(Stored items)
§

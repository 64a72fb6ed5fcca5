//! OpenAI-compatible provider implementation
//!
//! Drives any chat-completions endpoint that speaks the OpenAI wire format
//! (api.openai.com, Azure deployments, local vLLM/llama.cpp servers).
//! Tool calls in a response are normalized into
//! [`ContentBlock::ToolUse`](crate::ContentBlock::ToolUse) here, once, at
//! the parse step.

use crate::{
    CompletionRequest, CompletionResponse, ContentBlock, LLMProvider, Message, MessageContent,
    Result, Role, StopReason, TokenUsage, ToolDefinition,
};
use async_trait::async_trait;
use reqwest::Client;
use serde::{Deserialize, Serialize};
use std::time::Duration;
use tracing::{debug, instrument};

const DEFAULT_API_BASE: &str = "https://api.openai.com/v1";
const DEFAULT_TIMEOUT_SECS: u64 = 120;

/// Configuration for the OpenAI-compatible provider
#[derive(Debug, Clone)]
pub struct OpenAIConfig {
    /// API key for authentication
    pub api_key: String,

    /// Base URL for the API (default: "https://api.openai.com/v1")
    pub api_base: String,

    /// Request timeout in seconds (default: 120)
    pub timeout_secs: u64,
}

impl OpenAIConfig {
    /// Create a new config with the given API key and default settings
    pub fn new(api_key: impl Into<String>) -> Self {
        Self {
            api_key: api_key.into(),
            api_base: DEFAULT_API_BASE.to_string(),
            timeout_secs: DEFAULT_TIMEOUT_SECS,
        }
    }

    /// Create config from environment
    ///
    /// Reads the API key from `OPENAI_API_KEY` and, when set, the base URL
    /// from `OPENAI_API_BASE`.
    pub fn from_env() -> Result<Self> {
        let api_key = std::env::var("OPENAI_API_KEY").map_err(|_| {
            crate::LLMError::ConfigurationError(
                "OPENAI_API_KEY environment variable not set".to_string(),
            )
        })?;

        let api_base =
            std::env::var("OPENAI_API_BASE").unwrap_or_else(|_| DEFAULT_API_BASE.to_string());

        Ok(Self {
            api_key,
            api_base,
            timeout_secs: DEFAULT_TIMEOUT_SECS,
        })
    }

    /// Set a custom API base URL
    pub fn with_api_base(mut self, api_base: impl Into<String>) -> Self {
        self.api_base = api_base.into();
        self
    }

    /// Set the request timeout in seconds
    pub fn with_timeout(mut self, timeout_secs: u64) -> Self {
        self.timeout_secs = timeout_secs;
        self
    }
}

/// OpenAI-compatible chat-completions provider
pub struct OpenAIProvider {
    client: Client,
    config: OpenAIConfig,
}

impl OpenAIProvider {
    /// Create a provider with a custom configuration
    pub fn with_config(config: OpenAIConfig) -> Result<Self> {
        let client = Client::builder()
            .timeout(Duration::from_secs(config.timeout_secs))
            .build()?;

        Ok(Self { client, config })
    }

    /// Create a provider with an API key and default settings
    pub fn new(api_key: impl Into<String>) -> Result<Self> {
        Self::with_config(OpenAIConfig::new(api_key))
    }

    /// Create a provider from `OPENAI_API_KEY` / `OPENAI_API_BASE`
    pub fn from_env() -> Result<Self> {
        Self::with_config(OpenAIConfig::from_env()?)
    }

    /// Get the current configuration
    pub fn config(&self) -> &OpenAIConfig {
        &self.config
    }
}

#[async_trait]
impl LLMProvider for OpenAIProvider {
    #[instrument(skip(self, request), fields(model = %request.model, api_base = %self.config.api_base))]
    async fn complete(&self, request: CompletionRequest) -> Result<CompletionResponse> {
        debug!("Sending chat completion request");

        let wire_request = WireRequest {
            model: request.model.clone(),
            messages: build_wire_messages(request.system.clone(), request.messages),
            max_tokens: request.max_tokens,
            temperature: request.temperature,
            tools: request.tools.as_deref().map(convert_tools),
        };

        let response = self
            .client
            .post(format!("{}/chat/completions", self.config.api_base))
            .header("Authorization", format!("Bearer {}", self.config.api_key))
            .header("Content-Type", "application/json")
            .json(&wire_request)
            .send()
            .await?;

        if !response.status().is_success() {
            let status = response.status();
            let error_text = response.text().await?;

            return Err(match status.as_u16() {
                401 => crate::LLMError::AuthenticationFailed,
                429 => crate::LLMError::RateLimitExceeded(error_text),
                400 => crate::LLMError::InvalidRequest(error_text),
                _ => crate::LLMError::RequestFailed(format!("HTTP {status}: {error_text}")),
            });
        }

        let wire_response: WireResponse = response.json().await.map_err(|e| {
            crate::LLMError::UnexpectedResponse(format!("Failed to parse response: {e}"))
        })?;

        let choice = wire_response.choices.into_iter().next().ok_or_else(|| {
            crate::LLMError::UnexpectedResponse("No choices in response".to_string())
        })?;

        debug!(
            "Received response - finish_reason: {}, tokens: {}/{}",
            choice.finish_reason,
            wire_response.usage.prompt_tokens,
            wire_response.usage.completion_tokens
        );

        Ok(CompletionResponse {
            message: parse_wire_message(choice.message)?,
            stop_reason: map_stop_reason(&choice.finish_reason),
            usage: TokenUsage {
                input_tokens: wire_response.usage.prompt_tokens,
                output_tokens: wire_response.usage.completion_tokens,
            },
        })
    }

    fn name(&self) -> &'static str {
        "openai"
    }
}

// Wire types for the chat-completions endpoint

#[derive(Debug, Serialize)]
struct WireRequest {
    model: String,
    messages: Vec<WireMessage>,
    max_tokens: usize,
    #[serde(skip_serializing_if = "Option::is_none")]
    temperature: Option<f32>,
    #[serde(skip_serializing_if = "Option::is_none")]
    tools: Option<Vec<WireTool>>,
}

#[derive(Debug, Serialize)]
struct WireMessage {
    role: String,
    #[serde(skip_serializing_if = "Option::is_none")]
    content: Option<String>,
    #[serde(skip_serializing_if = "Option::is_none")]
    tool_calls: Option<Vec<WireToolCall>>,
    #[serde(skip_serializing_if = "Option::is_none")]
    tool_call_id: Option<String>,
}

#[derive(Debug, Serialize)]
struct WireTool {
    #[serde(rename = "type")]
    tool_type: String,
    function: WireFunction,
}

#[derive(Debug, Serialize)]
struct WireFunction {
    name: String,
    description: String,
    parameters: serde_json::Value,
}

#[derive(Debug, Serialize)]
struct WireToolCall {
    id: String,
    #[serde(rename = "type")]
    tool_type: String,
    function: WireFunctionCall,
}

#[derive(Debug, Serialize)]
struct WireFunctionCall {
    name: String,
    arguments: String,
}

#[derive(Debug, Deserialize)]
struct WireResponse {
    choices: Vec<WireChoice>,
    usage: WireUsage,
}

#[derive(Debug, Deserialize)]
struct WireChoice {
    message: WireResponseMessage,
    finish_reason: String,
}

#[derive(Debug, Deserialize)]
struct WireResponseMessage {
    content: Option<String>,
    tool_calls: Option<Vec<WireResponseToolCall>>,
}

#[derive(Debug, Deserialize)]
struct WireResponseToolCall {
    id: String,
    function: WireResponseFunctionCall,
}

#[derive(Debug, Deserialize)]
struct WireResponseFunctionCall {
    name: String,
    arguments: String,
}

#[derive(Debug, Deserialize)]
struct WireUsage {
    prompt_tokens: usize,
    completion_tokens: usize,
}

/// Build wire messages; the system prompt goes into the messages array
fn build_wire_messages(system: Option<String>, messages: Vec<Message>) -> Vec<WireMessage> {
    let mut result = Vec::new();

    if let Some(sys) = system {
        result.push(WireMessage {
            role: "system".to_string(),
            content: Some(sys),
            tool_calls: None,
            tool_call_id: None,
        });
    }

    for msg in messages {
        result.extend(convert_message(msg));
    }

    result
}

/// Convert one message to wire format
///
/// Tool results become separate role="tool" messages, so a single message
/// may expand into several wire messages.
fn convert_message(msg: Message) -> Vec<WireMessage> {
    let role = match msg.role {
        Role::User => "user",
        Role::Assistant => "assistant",
        Role::System => "system",
    };

    match msg.content {
        Some(MessageContent::Text(text)) => vec![WireMessage {
            role: role.to_string(),
            content: Some(text),
            tool_calls: None,
            tool_call_id: None,
        }],
        Some(MessageContent::Blocks(blocks)) => convert_blocks(role, blocks),
        None => vec![WireMessage {
            role: role.to_string(),
            content: Some(String::new()),
            tool_calls: None,
            tool_call_id: None,
        }],
    }
}

fn convert_blocks(role: &str, blocks: Vec<ContentBlock>) -> Vec<WireMessage> {
    let mut messages = Vec::new();
    let mut text_parts: Vec<String> = Vec::new();
    let mut tool_calls = Vec::new();

    for block in blocks {
        match block {
            ContentBlock::Text { text } => text_parts.push(text),
            ContentBlock::ToolUse { id, name, input } => {
                let arguments = serde_json::to_string(&input).unwrap_or_default();
                tool_calls.push(WireToolCall {
                    id,
                    tool_type: "function".to_string(),
                    function: WireFunctionCall { name, arguments },
                });
            }
            ContentBlock::ToolResult {
                tool_use_id,
                content,
                ..
            } => {
                messages.push(WireMessage {
                    role: "tool".to_string(),
                    content: Some(content),
                    tool_calls: None,
                    tool_call_id: Some(tool_use_id),
                });
            }
        }
    }

    if !text_parts.is_empty() || !tool_calls.is_empty() {
        messages.insert(
            0,
            WireMessage {
                role: role.to_string(),
                content: if text_parts.is_empty() {
                    None
                } else {
                    Some(text_parts.join("\n"))
                },
                tool_calls: if tool_calls.is_empty() {
                    None
                } else {
                    Some(tool_calls)
                },
                tool_call_id: None,
            },
        );
    }

    messages
}

fn convert_tools(tools: &[ToolDefinition]) -> Vec<WireTool> {
    tools
        .iter()
        .map(|tool| WireTool {
            tool_type: "function".to_string(),
            function: WireFunction {
                name: tool.name.clone(),
                description: tool.description.clone(),
                parameters: tool.input_schema.clone(),
            },
        })
        .collect()
}

/// Parse a wire response message into our normalized message model
fn parse_wire_message(msg: WireResponseMessage) -> Result<Message> {
    let mut blocks = Vec::new();

    if let Some(content) = msg.content {
        if !content.is_empty() {
            blocks.push(ContentBlock::Text { text: content });
        }
    }

    if let Some(tool_calls) = msg.tool_calls {
        for call in tool_calls {
            let input: serde_json::Value =
                serde_json::from_str(&call.function.arguments).map_err(|e| {
                    crate::LLMError::UnexpectedResponse(format!(
                        "Failed to parse tool arguments: {e}"
                    ))
                })?;

            blocks.push(ContentBlock::ToolUse {
                id: call.id,
                name: call.function.name,
                input,
            });
        }
    }

    if blocks.is_empty() {
        blocks.push(ContentBlock::Text {
            text: String::new(),
        });
    }

    Ok(Message {
        role: Role::Assistant,
        content: Some(MessageContent::Blocks(blocks)),
    })
}

fn map_stop_reason(reason: &str) -> StopReason {
    match reason {
        "length" => StopReason::MaxTokens,
        "tool_calls" => StopReason::ToolUse,
        "stop" => StopReason::EndTurn,
        other => {
            debug!("Unknown finish reason: {}", other);
            StopReason::EndTurn
        }
    }
}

§

Prompt: Please give back only the lines between the first line of the entries and the line with "given API key and default settings", both ends included, word for word.

Worked solution:
repository 64a72fb6ed5fcca5
//! OpenAI-compatible provider implementation
//!
//! Drives any chat-completions endpoint that speaks the OpenAI wire format
//! (api.openai.com, Azure deployments, local vLLM/llama.cpp servers).
//! Tool calls in a response are normalized into
//! [`ContentBlock::ToolUse`](crate::ContentBlock::ToolUse) here, once, at
//! the parse step.

use crate::{
    CompletionRequest, CompletionResponse, ContentBlock, LLMProvider, Message, MessageContent,
    Result, Role, StopReason, TokenUsage, ToolDefinition,
};
use async_trait::async_trait;
use reqwest::Client;
use serde::{Deserialize, Serialize};
use std::time::Duration;
use tracing::{debug, instrument};

const DEFAULT_API_BASE: &str = "https://api.openai.com/v1";
const DEFAULT_TIMEOUT_SECS: u64 = 120;

/// Configuration for the OpenAI-compatible provider
#[derive(Debug, Clone)]
pub struct OpenAIConfig {
    /// API key for authentication
    pub api_key: String,

    /// Base URL for the API (default: "https://api.openai.com/v1")
    pub api_base: String,

    /// Request timeout in seconds (default: 120)
    pub timeout_secs: u64,
}

impl OpenAIConfig {
    /// Create a new config with the given API key and default settings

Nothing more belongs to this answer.